Re: [RFC PATCH v4 2/9] accel: rocket: Derive DMA width and core count from match data

Devicetree
 help / color / mirror / Atom feed

From: sashiko-bot@kernel.org
To: MidG971 <midgy971@gmail.com>
Cc: conor+dt@kernel.org, dri-devel@lists.freedesktop.org,
	devicetree@vger.kernel.org, robh@kernel.org
Subject: Re: [RFC PATCH v4 2/9] accel: rocket: Derive DMA width and core count from match data
Date: Sat, 13 Jun 2026 07:09:56 +0000	[thread overview]
Message-ID: <20260613070956.90D1D1F000E9@smtp.kernel.org> (raw)
In-Reply-To: <20260613070116.438906-3-midgy971@gmail.com>

Thank you for your contribution!

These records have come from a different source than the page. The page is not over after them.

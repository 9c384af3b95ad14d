//! Release identifiers
//!
//! Multi-module releases are identified by the current UTC date, with a
//! numeric suffix distinguishing multiple same-day releases. Prior release
//! tags follow the `release-YYYY-MM-DD(.N)` convention.

use chrono::{DateTime, Utc};

/// Prefix of repository-wide release tags.
pub const RELEASE_TAG_PREFIX: &str = "release-";

/// A source of the current time, injectable for testing.
pub trait Clock {
    fn now_utc(&self) -> DateTime<Utc>;
}

/// The system clock.
#[derive(Debug, Clone, Copy, Default)]
pub struct SystemClock;

impl Clock for SystemClock {
    fn now_utc(&self) -> DateTime<Utc> {
        Utc::now()
    }
}

/// The next release identifier: the current UTC date, suffixed with `.N`
/// when releases for the same date already exist.
///
/// First release of the day is `YYYY-MM-DD`, the second `YYYY-MM-DD.2`.
pub fn next_release_id(tags: &[String], clock: &impl Clock) -> String {
    let date = clock.now_utc().date_naive().format("%Y-%m-%d").to_string();

    let mut latest = 0u64;
    for tag in tags {
        let Some(rest) = tag.strip_prefix(RELEASE_TAG_PREFIX) else {
            continue;
        };

        let (day, suffix) = match rest.split_once('.') {
            Some((day, suffix)) => (day, Some(suffix)),
            None => (rest, None),
        };
        if day != date {
            continue;
        }

        match suffix {
            None => latest = latest.max(1),
            Some(suffix) => {
                if let Ok(n) = suffix.parse::<u64>() {
                    latest = latest.max(n);
                }
            }
        }
    }

    if latest == 0 {
        date
    } else {
        format!("{date}.{}", latest + 1)
    }
}

#[cfg(test)]
mod tests {
    use super::*;
    use chrono::TimeZone;

    struct FixedClock(DateTime<Utc>);

    impl Clock for FixedClock {
        fn now_utc(&self) -> DateTime<Utc> {
            self.0
        }
    }

    fn clock() -> FixedClock {
        FixedClock(Utc.with_ymd_and_hms(2021, 5, 6, 12, 30, 0).unwrap())
    }

    fn tags(list: &[&str]) -> Vec<String> {
        list.iter().map(|s| (*s).to_string()).collect()
    }

    #[test]
    fn test_first_release_of_the_day() {
        assert_eq!(next_release_id(&[], &clock()), "2021-05-06");
        assert_eq!(
            next_release_id(&tags(&["release-2021-05-05", "v1.0.0"]), &clock()),
            "2021-05-06"
        );
    }

    #[test]
    fn test_same_day_releases() {
        assert_eq!(
            next_release_id(&tags(&["release-2021-05-06"]), &clock()),
            "2021-05-06.2"
        );
        assert_eq!(
            next_release_id(
                &tags(&["release-2021-05-06", "release-2021-05-06.2"]),
                &clock()
            ),
            "2021-05-06.3"
        );
        assert_eq!(
            next_release_id(
                &tags(&["release-2021-05-06.4", "release-2021-05-06.2"]),
                &clock()
            ),
            "2021-05-06.5"
        );
    }

    #[test]
    fn test_unrelated_tags_ignored() {
        assert_eq!(
            next_release_id(
                &tags(&["config/v1.0.0", "release-garbage", "release-2021-05-06.x"]),
                &clock()
            ),
            "2021-05-06"
        );
    }
}
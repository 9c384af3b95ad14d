//! Output formatting utilities

use console::style;

/// Print a success message
pub fn success(message: &str) {
    eprintln!("{} {}", style("✓").green().bold(), message);
}

/// Create a styled key-value line
pub fn key_value(key: &str, value: &str) -> String {
    format!("  {}: {}", style(key).dim(), value)
}
//! Benchmarks for the session wire formats

use std::hint::black_box;
use std::time::{Duration, SystemTime};

use authgate_session::{AesGcmCipher, FieldCipher, Session, SessionCodec};
use criterion::{BenchmarkId, Criterion, Throughput, criterion_group, criterion_main};

fn create_session(token_len: usize) -> Session {
    Session {
        email: "user@example.com".into(),
        user: "123456789".into(),
        access_token: "a".repeat(token_len),
        id_token: "i".repeat(token_len),
        refresh_token: "r".repeat(token_len / 4),
        expires_on: Some(SystemTime::now() + Duration::from_secs(3600)),
        ..Session::default()
    }
}

fn bench_plain(c: &mut Criterion) {
    let mut group = c.benchmark_group("plain");
    let session = create_session(0);
    let encoded = SessionCodec::encode(&session, None).unwrap();

    group.bench_function("encode", |b| {
        b.iter(|| black_box(SessionCodec::encode(black_box(&session), None)));
    });
    group.bench_function("decode", |b| {
        b.iter(|| black_box(SessionCodec::decode(black_box(&encoded), None)));
    });
    group.finish();
}

fn bench_encrypted(c: &mut Criterion) {
    let mut group = c.benchmark_group("encrypted");
    let cipher = AesGcmCipher::new(&[7u8; 32]);
    let cipher_ref: &dyn FieldCipher = &cipher;

    for token_len in [256usize, 1024, 4096] {
        let session = create_session(token_len);
        let encoded = SessionCodec::encode(&session, Some(cipher_ref)).unwrap();
        group.throughput(Throughput::Bytes(encoded.len() as u64));

        group.bench_with_input(
            BenchmarkId::new("encode", token_len),
            &session,
            |b, session| {
                b.iter(|| black_box(SessionCodec::encode(session, Some(cipher_ref))));
            },
        );
        group.bench_with_input(
            BenchmarkId::new("decode", token_len),
            &encoded,
            |b, encoded| {
                b.iter(|| black_box(SessionCodec::decode(encoded, Some(cipher_ref))));
            },
        );
    }
    group.finish();
}

criterion_group!(benches, bench_plain, bench_encrypted);
criterion_main!(benches);
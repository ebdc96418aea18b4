//! JWS signature, issuer and expiry validation

use std::sync::Arc;

use async_trait::async_trait;
use jsonwebtoken::{Algorithm, DecodingKey, Validation, decode_header};

use super::config::JwtConfig;
use super::error::VerificationError;
use super::jwks::JwksCache;
use super::verifier::SignatureVerifier;
use crate::context::RequestContext;
use crate::{Error, Result};

/// Signature delegate backed by `jsonwebtoken`
pub struct JwtSignatureVerifier {
    config: JwtConfig,
    jwks_cache: Option<Arc<JwksCache>>,
    hs_key: Option<DecodingKey>,
}

impl std::fmt::Debug for JwtSignatureVerifier {
    fn fmt(&self, f: &mut std::fmt::Formatter<'_>) -> std::fmt::Result {
        f.debug_struct("JwtSignatureVerifier")
            .field("issuer", &self.config.issuer)
            .field("has_jwks_cache", &self.jwks_cache.is_some())
            .field("has_hs_key", &self.hs_key.is_some())
            .finish()
    }
}

impl JwtSignatureVerifier {
    /// Build a delegate; a JWKS cache is created when `config.jwks_uri` is set.
    #[must_use]
    pub fn new(config: JwtConfig, client: reqwest::Client) -> Self {
        let jwks_cache = config
            .jwks_uri
            .clone()
            .map(|uri| Arc::new(JwksCache::new(uri, config.jwks_cache_ttl, client)));
        let hs_key = config
            .hs_secret
            .as_ref()
            .map(|s| DecodingKey::from_secret(s.as_bytes()));
        Self {
            config,
            jwks_cache,
            hs_key,
        }
    }

    #[must_use]
    pub const fn config(&self) -> &JwtConfig {
        &self.config
    }

    fn validation(&self, alg: Algorithm) -> Validation {
        let mut validation = Validation::new(alg);

        if !self.config.skip_issuer_check {
            let issuer = self.config.issuer.as_str().trim_end_matches('/');
            validation.set_issuer(&[issuer]);
        }

        if self.config.skip_expiry_check {
            validation.validate_exp = false;
            validation.required_spec_claims.clear();
        }

        validation.validate_aud = false;
        validation.leeway = self.config.clock_skew.as_secs();
        validation
    }

    async fn decoding_key(
        &self,
        ctx: &RequestContext,
        kid: Option<&str>,
        alg: Algorithm,
    ) -> Result<DecodingKey> {
        if matches!(alg, Algorithm::HS256 | Algorithm::HS384 | Algorithm::HS512) {
            return self
                .hs_key
                .clone()
                .ok_or_else(|| Error::Config("HS secret not configured".into()));
        }

        let jwks_cache = self.jwks_cache.as_ref().ok_or_else(|| {
            Error::Config("JWKS not configured for asymmetric algorithm".into())
        })?;

        jwks_cache.get_key(ctx, kid, alg).await
    }
}

#[async_trait]
impl SignatureVerifier for JwtSignatureVerifier {
    async fn verify_signature(&self, ctx: &RequestContext, token: &str) -> Result<Vec<u8>> {
        let header = decode_header(token).map_err(|_| VerificationError::InvalidToken)?;

        let key = self
            .decoding_key(ctx, header.kid.as_deref(), header.alg)
            .await?;

        let data = jsonwebtoken::decode::<serde_json::Value>(
            token,
            &key,
            &self.validation(header.alg),
        )?;

        serde_json::to_vec(&data.claims)
            .map_err(|e| VerificationError::Malformed(e.to_string()).into())
    }
}
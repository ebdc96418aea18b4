//! Identity token verification

use std::sync::Arc;

use async_trait::async_trait;

use super::config::VerificationOptions;
use super::error::VerificationError;
use crate::Result;
use crate::claims::{ClaimValue, RawClaims};
use crate::context::RequestContext;

/// Signature delegate.
///
/// Checks signature, issuer and expiry of a compact token and returns the
/// raw payload bytes. Audience is left to [`TokenVerifier`].
#[async_trait]
pub trait SignatureVerifier: Send + Sync {
    async fn verify_signature(&self, ctx: &RequestContext, token: &str) -> Result<Vec<u8>>;
}

/// Signature delegate plus configurable audience policy
pub struct TokenVerifier {
    delegate: Arc<dyn SignatureVerifier>,
    options: VerificationOptions,
}

impl std::fmt::Debug for TokenVerifier {
    fn fmt(&self, f: &mut std::fmt::Formatter<'_>) -> std::fmt::Result {
        f.debug_struct("TokenVerifier")
            .field("options", &self.options)
            .finish_non_exhaustive()
    }
}

impl TokenVerifier {
    #[must_use]
    pub fn new(delegate: Arc<dyn SignatureVerifier>, options: VerificationOptions) -> Self {
        Self { delegate, options }
    }

    #[must_use]
    pub const fn options(&self) -> &VerificationOptions {
        &self.options
    }

    /// Signature-only check, for tokens whose audience is not ours
    /// (e.g. access tokens inspected for roles).
    pub async fn verify_signature_only(
        &self,
        ctx: &RequestContext,
        token: &str,
    ) -> Result<RawClaims> {
        let payload = self.delegate.verify_signature(ctx, token).await?;
        Ok(RawClaims::from_slice(&payload)?)
    }

    /// Verify signature, issuer and expiry via the delegate, then the audience.
    pub async fn verify(&self, ctx: &RequestContext, token: &str) -> Result<RawClaims> {
        let claims = self.verify_signature_only(ctx, token).await?;
        self.check_audience(&claims)?;
        Ok(claims)
    }

    fn check_audience(&self, claims: &RawClaims) -> std::result::Result<(), VerificationError> {
        let claim = &self.options.audience_claim;
        let value = claims.value(claim);
        if value.is_absent() {
            tracing::debug!(audience_claim = %claim, "audience claim missing");
            return Err(VerificationError::MissingAudience(claim.clone()));
        }

        let allowed = self.options.allowed_audiences();
        if value.intersects(&allowed) {
            return Ok(());
        }

        let value = match value {
            ClaimValue::List(items) if items.len() == 1 => items[0].clone(),
            other => other.to_string(),
        };
        tracing::debug!(audience_claim = %claim, audience = %value, "audience rejected");
        Err(VerificationError::AudienceMismatch {
            claim: claim.clone(),
            value,
            allowed,
        })
    }
}
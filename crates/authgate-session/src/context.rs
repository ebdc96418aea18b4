//! Per-request cancellation and deadline context

use std::future::Future;
use std::time::Duration;

use tokio::time::Instant;
use tokio_util::sync::CancellationToken;

use crate::{Error, Result};

/// Caller-supplied cancellation scope for network calls.
///
/// Cloning shares the underlying cancellation token.
#[derive(Debug, Clone, Default)]
pub struct RequestContext {
    cancel: CancellationToken,
    deadline: Option<Instant>,
}

impl RequestContext {
    #[must_use]
    pub fn new() -> Self {
        Self::default()
    }

    /// Context cancelled through an externally owned token
    #[must_use]
    pub fn with_cancellation(cancel: CancellationToken) -> Self {
        Self {
            cancel,
            deadline: None,
        }
    }

    /// Bound every call made under this context by `timeout` from now
    #[must_use]
    pub fn with_timeout(mut self, timeout: Duration) -> Self {
        self.deadline = Some(Instant::now() + timeout);
        self
    }

    #[must_use]
    pub const fn deadline(&self) -> Option<Instant> {
        self.deadline
    }

    pub fn cancel(&self) {
        self.cancel.cancel();
    }

    #[must_use]
    pub fn is_cancelled(&self) -> bool {
        self.cancel.is_cancelled()
            || self.deadline.is_some_and(|d| Instant::now() >= d)
    }

    /// Drive `fut` to completion unless the context is cancelled or the
    /// deadline passes first.
    pub async fn run<T, F>(&self, fut: F) -> Result<T>
    where
        F: Future<Output = Result<T>>,
    {
        if self.cancel.is_cancelled() {
            return Err(Error::Cancelled("context cancelled".into()));
        }

        let bounded = async {
            match self.deadline {
                Some(deadline) => tokio::time::timeout_at(deadline, fut)
                    .await
                    .map_err(|_| Error::Cancelled("deadline exceeded".into()))?,
                None => fut.await,
            }
        };

        tokio::select! {
            biased;
            () = self.cancel.cancelled() => Err(Error::Cancelled("context cancelled".into())),
            result = bounded => result,
        }
    }
}

#[cfg(test)]
mod tests {
    use super::*;

    #[tokio::test]
    async fn test_run_completes() {
        let ctx = RequestContext::new();
        let value = ctx.run(async { Ok(42) }).await.unwrap();
        assert_eq!(value, 42);
    }

    #[tokio::test]
    async fn test_run_propagates_inner_error() {
        let ctx = RequestContext::new();
        let result: Result<()> = ctx.run(async { Err(Error::Domain("inner".into())) }).await;
        assert!(matches!(result, Err(Error::Domain(_))));
    }

    #[tokio::test]
    async fn test_run_already_cancelled() {
        let ctx = RequestContext::new();
        ctx.cancel();
        assert!(ctx.is_cancelled());

        let result = ctx.run(async { Ok(1) }).await;
        assert!(matches!(result, Err(Error::Cancelled(_))));
    }

    #[tokio::test]
    async fn test_run_cancelled_while_pending() {
        let token = CancellationToken::new();
        let ctx = RequestContext::with_cancellation(token.clone());

        let handle = tokio::spawn(async move {
            ctx.run(async {
                tokio::time::sleep(Duration::from_secs(30)).await;
                Ok(())
            })
            .await
        });

        token.cancel();
        let result = handle.await.unwrap();
        assert!(matches!(result, Err(Error::Cancelled(_))));
    }

    #[tokio::test]
    async fn test_run_deadline_exceeded() {
        let ctx = RequestContext::new().with_timeout(Duration::from_millis(10));
        let result = ctx
            .run(async {
                tokio::time::sleep(Duration::from_secs(30)).await;
                Ok(())
            })
            .await;

        match result {
            Err(Error::Cancelled(msg)) => assert_eq!(msg, "deadline exceeded"),
            other => panic!("expected deadline error, got {other:?}"),
        }
    }
}
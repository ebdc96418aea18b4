//! Keycloak OIDC: generic OIDC plus realm and client roles as groups

use std::time::SystemTime;

use async_trait::async_trait;
use serde_json::Value;

use super::Provider;
use super::data::ProviderData;
use super::oidc::OidcProvider;
use super::refresh::needs_refresh;
use crate::Result;
use crate::claims::{ClaimValue, RawClaims};
use crate::constants::KEYCLOAK_ROLE_PREFIX;
use crate::context::RequestContext;
use crate::session::Session;

pub const KEYCLOAK_OIDC_PROVIDER_NAME: &str = "Keycloak OIDC";

#[derive(Debug)]
pub struct KeycloakOidcProvider {
    inner: OidcProvider,
}

impl KeycloakOidcProvider {
    #[must_use]
    pub fn new(mut inner: OidcProvider) -> Self {
        if inner.data().provider_name.is_empty() {
            inner.data_mut().provider_name = KEYCLOAK_OIDC_PROVIDER_NAME.to_string();
        }
        Self { inner }
    }

    /// Restrict access to the given realm roles
    pub fn add_allowed_roles<I, S>(&mut self, roles: I)
    where
        I: IntoIterator<Item = S>,
        S: AsRef<str>,
    {
        self.inner.data_mut().add_allowed_groups(
            roles
                .into_iter()
                .map(|r| format!("{KEYCLOAK_ROLE_PREFIX}{}", r.as_ref())),
        );
    }

    /// Roles from a signature-checked access token.
    ///
    /// The access token's audience is not ours, so only the signature is checked.
    async fn roles(&self, ctx: &RequestContext, access_token: &str) -> Result<Vec<String>> {
        if access_token.is_empty() {
            return Ok(Vec::new());
        }
        let claims = self
            .inner
            .verifier()?
            .verify_signature_only(ctx, access_token)
            .await
            .inspect_err(|e| {
                tracing::warn!(error = %e, "failed to extract roles from access token");
            })?;
        Ok(extract_roles(&claims))
    }
}

/// `realm_access.roles` as `role:<r>`, then `resource_access.<client>.roles`
/// as `role:<client>:<r>`
#[must_use]
pub fn extract_roles(claims: &RawClaims) -> Vec<String> {
    let mut roles: Vec<String> = role_list(claims.get("realm_access"))
        .into_iter()
        .map(|r| format!("{KEYCLOAK_ROLE_PREFIX}{r}"))
        .collect();

    if let Some(Value::Object(clients)) = claims.get("resource_access") {
        for (client, access) in clients {
            roles.extend(
                role_list(Some(access))
                    .into_iter()
                    .map(|r| format!("{KEYCLOAK_ROLE_PREFIX}{client}:{r}")),
            );
        }
    }
    roles
}

fn role_list(access: Option<&Value>) -> Vec<String> {
    match access {
        Some(Value::Object(map)) => ClaimValue::from_json(map.get("roles"))
            .into_list()
            .unwrap_or_default(),
        _ => Vec::new(),
    }
}

/// Append roles to groups, skipping ones already present.
/// Groups stay `None` when there is nothing to add.
fn append_roles(session: &mut Session, roles: Vec<String>) {
    if roles.is_empty() {
        return;
    }
    let groups = session.groups.get_or_insert_with(Vec::new);
    for role in roles {
        if !groups.contains(&role) {
            groups.push(role);
        }
    }
}

#[async_trait]
impl Provider for KeycloakOidcProvider {
    fn data(&self) -> &ProviderData {
        self.inner.data()
    }

    async fn redeem(
        &self,
        ctx: &RequestContext,
        redirect_uri: &str,
        code: &str,
    ) -> Result<Session> {
        self.inner.redeem(ctx, redirect_uri, code).await
    }

    async fn create_session_from_token(
        &self,
        ctx: &RequestContext,
        token: &str,
    ) -> Result<Session> {
        let mut session = self.inner.create_session_from_token(ctx, token).await?;
        let roles = self.roles(ctx, &session.access_token).await?;
        append_roles(&mut session, roles);
        Ok(session)
    }

    async fn enrich_session(&self, ctx: &RequestContext, session: &mut Session) -> Result<()> {
        self.inner.enrich_session(ctx, session).await?;
        let roles = self.roles(ctx, &session.access_token).await?;
        append_roles(session, roles);
        Ok(())
    }

    async fn refresh_session_if_needed(
        &self,
        ctx: &RequestContext,
        session: &mut Session,
    ) -> Result<bool> {
        if !needs_refresh(session, SystemTime::now()) {
            return Ok(false);
        }

        let result = async {
            let outcome = self.inner.refresh(ctx, session).await?;
            let roles = self.roles(ctx, &outcome.access_token).await?;
            Ok::<_, crate::Error>((outcome, roles))
        }
        .await;
        let (outcome, roles) = self.inner.record_refresh(result)?;

        outcome.apply(session, SystemTime::now());
        append_roles(session, roles);
        tracing::info!(provider = %self.data().provider_name, user = %session.user, "session refreshed");
        Ok(true)
    }
}
//! Verification configuration types

use std::time::Duration;

use url::Url;

use crate::constants::DEFAULT_AUDIENCE_CLAIM;

/// Audience policy applied after the signature delegate has accepted a token
#[derive(Debug, Clone, PartialEq, Eq)]
pub struct VerificationOptions {
    /// `OAuth2` client ID, always accepted as an audience
    pub client_id: String,
    /// Claim holding the relying-party id (`aud` unless the provider differs)
    pub audience_claim: String,
    /// Additional accepted audiences, in configured order
    pub extra_audiences: Vec<String>,
}

impl VerificationOptions {
    #[must_use]
    pub fn new(client_id: impl Into<String>) -> Self {
        Self {
            client_id: client_id.into(),
            audience_claim: DEFAULT_AUDIENCE_CLAIM.to_string(),
            extra_audiences: Vec::new(),
        }
    }

    #[must_use]
    pub fn with_audience_claim(mut self, claim: impl Into<String>) -> Self {
        self.audience_claim = claim.into();
        self
    }

    /// Set extra audiences; duplicates are dropped, first occurrence wins.
    #[must_use]
    pub fn with_extra_audiences<I, S>(mut self, audiences: I) -> Self
    where
        I: IntoIterator<Item = S>,
        S: Into<String>,
    {
        self.extra_audiences.clear();
        for aud in audiences {
            let aud = aud.into();
            if !self.extra_audiences.contains(&aud) {
                self.extra_audiences.push(aud);
            }
        }
        self
    }

    /// Accepted audiences: client ID first, then extras in configured order
    #[must_use]
    pub fn allowed_audiences(&self) -> Vec<String> {
        std::iter::once(self.client_id.clone())
            .chain(
                self.extra_audiences
                    .iter()
                    .filter(|a| **a != self.client_id)
                    .cloned(),
            )
            .collect()
    }
}

impl Default for VerificationOptions {
    fn default() -> Self {
        Self::new(String::new())
    }
}

/// Signature delegate configuration
#[derive(Clone)]
pub struct JwtConfig {
    /// Trusted issuer URL (`iss` validation)
    pub issuer: Url,
    /// JWKS URI for asymmetric keys
    pub jwks_uri: Option<Url>,
    /// Clock skew tolerance for exp/nbf validation
    pub clock_skew: Duration,
    /// HS256/384/512 secret for symmetric signing (testing/dev only)
    pub hs_secret: Option<String>,
    /// JWKS cache TTL
    pub jwks_cache_ttl: Duration,
    /// Skip `iss` validation (testing/dev only)
    pub skip_issuer_check: bool,
    /// Skip `exp` validation (testing/dev only)
    pub skip_expiry_check: bool,
}

// hs_secret is never printed
impl std::fmt::Debug for JwtConfig {
    fn fmt(&self, f: &mut std::fmt::Formatter<'_>) -> std::fmt::Result {
        f.debug_struct("JwtConfig")
            .field("issuer", &self.issuer)
            .field("jwks_uri", &self.jwks_uri)
            .field("clock_skew", &self.clock_skew)
            .field("jwks_cache_ttl", &self.jwks_cache_ttl)
            .field("skip_issuer_check", &self.skip_issuer_check)
            .field("skip_expiry_check", &self.skip_expiry_check)
            .finish_non_exhaustive()
    }
}

impl Default for JwtConfig {
    fn default() -> Self {
        Self {
            issuer: Url::parse("https://example.com").expect("valid default URL"),
            jwks_uri: None,
            clock_skew: Duration::from_secs(60),
            hs_secret: None,
            jwks_cache_ttl: Duration::from_secs(3600),
            skip_issuer_check: false,
            skip_expiry_check: false,
        }
    }
}

impl JwtConfig {
    #[must_use]
    pub fn new(issuer: Url) -> Self {
        Self {
            issuer,
            ..Default::default()
        }
    }

    #[must_use]
    pub fn with_jwks_uri(mut self, uri: Url) -> Self {
        self.jwks_uri = Some(uri);
        self
    }

    #[must_use]
    pub fn with_hs_secret(mut self, secret: String) -> Self {
        self.hs_secret = Some(secret);
        self
    }

    #[must_use]
    pub const fn with_skip_issuer_check(mut self, skip: bool) -> Self {
        self.skip_issuer_check = skip;
        self
    }

    #[must_use]
    pub const fn with_skip_expiry_check(mut self, skip: bool) -> Self {
        self.skip_expiry_check = skip;
        self
    }
}

#[cfg(test)]
mod tests {
    use super::*;

    #[test]
    fn test_verification_options_defaults() {
        let opts = VerificationOptions::new("client");
        assert_eq!(opts.client_id, "client");
        assert_eq!(opts.audience_claim, "aud");
        assert!(opts.extra_audiences.is_empty());
        assert_eq!(opts.allowed_audiences(), vec!["client"]);
    }

    #[test]
    fn test_allowed_audiences_order() {
        let opts = VerificationOptions::new("7817818").with_extra_audiences(["xyz", "abc"]);
        assert_eq!(opts.allowed_audiences(), vec!["7817818", "xyz", "abc"]);
    }

    #[test]
    fn test_extra_audiences_deduplicated() {
        let opts = VerificationOptions::new("c").with_extra_audiences(["a", "b", "a", "c"]);
        assert_eq!(opts.extra_audiences, vec!["a", "b", "c"]);
        assert_eq!(opts.allowed_audiences(), vec!["c", "a", "b"]);
    }

    #[test]
    fn test_custom_audience_claim() {
        let opts = VerificationOptions::new("c").with_audience_claim("client_id");
        assert_eq!(opts.audience_claim, "client_id");
    }

    #[test]
    fn test_jwt_config_default() {
        let config = JwtConfig::default();
        assert!(config.jwks_uri.is_none());
        assert!(config.hs_secret.is_none());
        assert!(!config.skip_issuer_check);
        assert!(!config.skip_expiry_check);
        assert_eq!(config.clock_skew, Duration::from_secs(60));
        assert_eq!(config.jwks_cache_ttl, Duration::from_secs(3600));
    }

    #[test]
    fn test_jwt_config_builder() {
        let issuer = Url::parse("https://auth.example.com").unwrap();
        let jwks_uri = Url::parse("https://auth.example.com/.well-known/jwks.json").unwrap();

        let config = JwtConfig::new(issuer)
            .with_jwks_uri(jwks_uri.clone())
            .with_hs_secret("secret".to_string())
            .with_skip_expiry_check(true);

        assert_eq!(config.jwks_uri, Some(jwks_uri));
        assert_eq!(config.hs_secret, Some("secret".to_string()));
        assert!(config.skip_expiry_check);
        assert!(!config.skip_issuer_check);
    }

    #[test]
    fn test_jwt_config_debug_redacts_secret() {
        let issuer = Url::parse("https://auth.example.com").unwrap();
        let config = JwtConfig::new(issuer).with_hs_secret("super_secret_key".to_string());

        let debug_str = format!("{config:?}");
        assert!(!debug_str.contains("super_secret_key"));
        assert!(debug_str.contains("issuer"));
    }
}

Sashiko AI review found 6 potential issue(s) to consider:

New issues:
- [High] The bounds check for the 'cores' array uses the current node's match data rather than the allocated capacity, allowing an out-of-bounds write if the device tree has mixed compatible strings.

Pre-existing issues:
- [High] If `rocket_device_init()` fails, the global `rdev` pointer is left containing an `ERR_PTR`, causing a kernel panic on subsequent core probes.
- [High] Global DRM device and core arrays are allocated using `devm_` helpers tied to the first probed core's lifecycle, causing a Use-After-Free when that core is unbound.
- [High] Removing and re-probing NPU cores out of order corrupts the 'cores' array because 'num_cores' is incorrectly used as both an active count and the array index.
- [High] Missing locking around the global `rdev` initialization and `rdev->num_cores` access allows concurrent probes to corrupt device tracking and leak allocations.
- [High] The DRM device is registered before its hardware cores are fully initialized, allowing userspace to trigger a NULL pointer dereference.
--

commit a4289515ae9af5aaa001a280a8b52c1288f26e24
Author: Midgy BALON <midgy971@gmail.com>
One line subject: accel: rocket: Derive DMA width and core count from match data

The probe already has the per-SoC match data, which now records the core
count and DMA width. This patch uses it for the cores array allocation and
the device DMA mask instead of re-scanning the device tree for available
core nodes. It also rejects a device tree that declares more NPU core nodes
than the SoC has to prevent overrun.

> diff --git a/drivers/accel/rocket/rocket_device.c b/drivers/accel/rocket/rocket_device.c
> index 46e6ee1e72c5f..6186f4faa3a2a 100644
> --- a/drivers/accel/rocket/rocket_device.c
> +++ b/drivers/accel/rocket/rocket_device.c
> @@ -6,18 +6,16 @@
>  #include <linux/clk.h>
>  #include <linux/dma-mapping.h>
>  #include <linux/platform_device.h>
> -#include <linux/of.h>
>  
>  #include "rocket_device.h"
>  
>  struct rocket_device *rocket_device_init(struct platform_device *pdev,
> -					 const struct drm_driver *rocket_drm_driver)
> +					 const struct drm_driver *rocket_drm_driver,
> +					 const struct rocket_soc_data *soc_data)
>  {
>  	struct device *dev = &pdev->dev;
> -	struct device_node *core_node;
>  	struct rocket_device *rdev;
>  	struct drm_device *ddev;
> -	unsigned int num_cores = 0;
>  	int err;
>  
>  	rdev = devm_drm_dev_alloc(dev, rocket_drm_driver, struct rocket_device, ddev);
> @@ -27,17 +25,14 @@ struct rocket_device *rocket_device_init(struct platform_device *pdev,
>  	ddev = &rdev->ddev;
>  	dev_set_drvdata(dev, rdev);
>  
> -	for_each_compatible_node(core_node, NULL, "rockchip,rk3588-rknn-core")
> -		if (of_device_is_available(core_node))
> -			num_cores++;
> -
> -	rdev->cores = devm_kcalloc(dev, num_cores, sizeof(*rdev->cores), GFP_KERNEL);
> +	rdev->cores = devm_kcalloc(dev, soc_data->num_cores, sizeof(*rdev->cores),
> +				   GFP_KERNEL);

[Severity: High]
This is a pre-existing issue, but does using devres tied to the first
probed core's lifecycle cause a use-after-free when that core is unbound?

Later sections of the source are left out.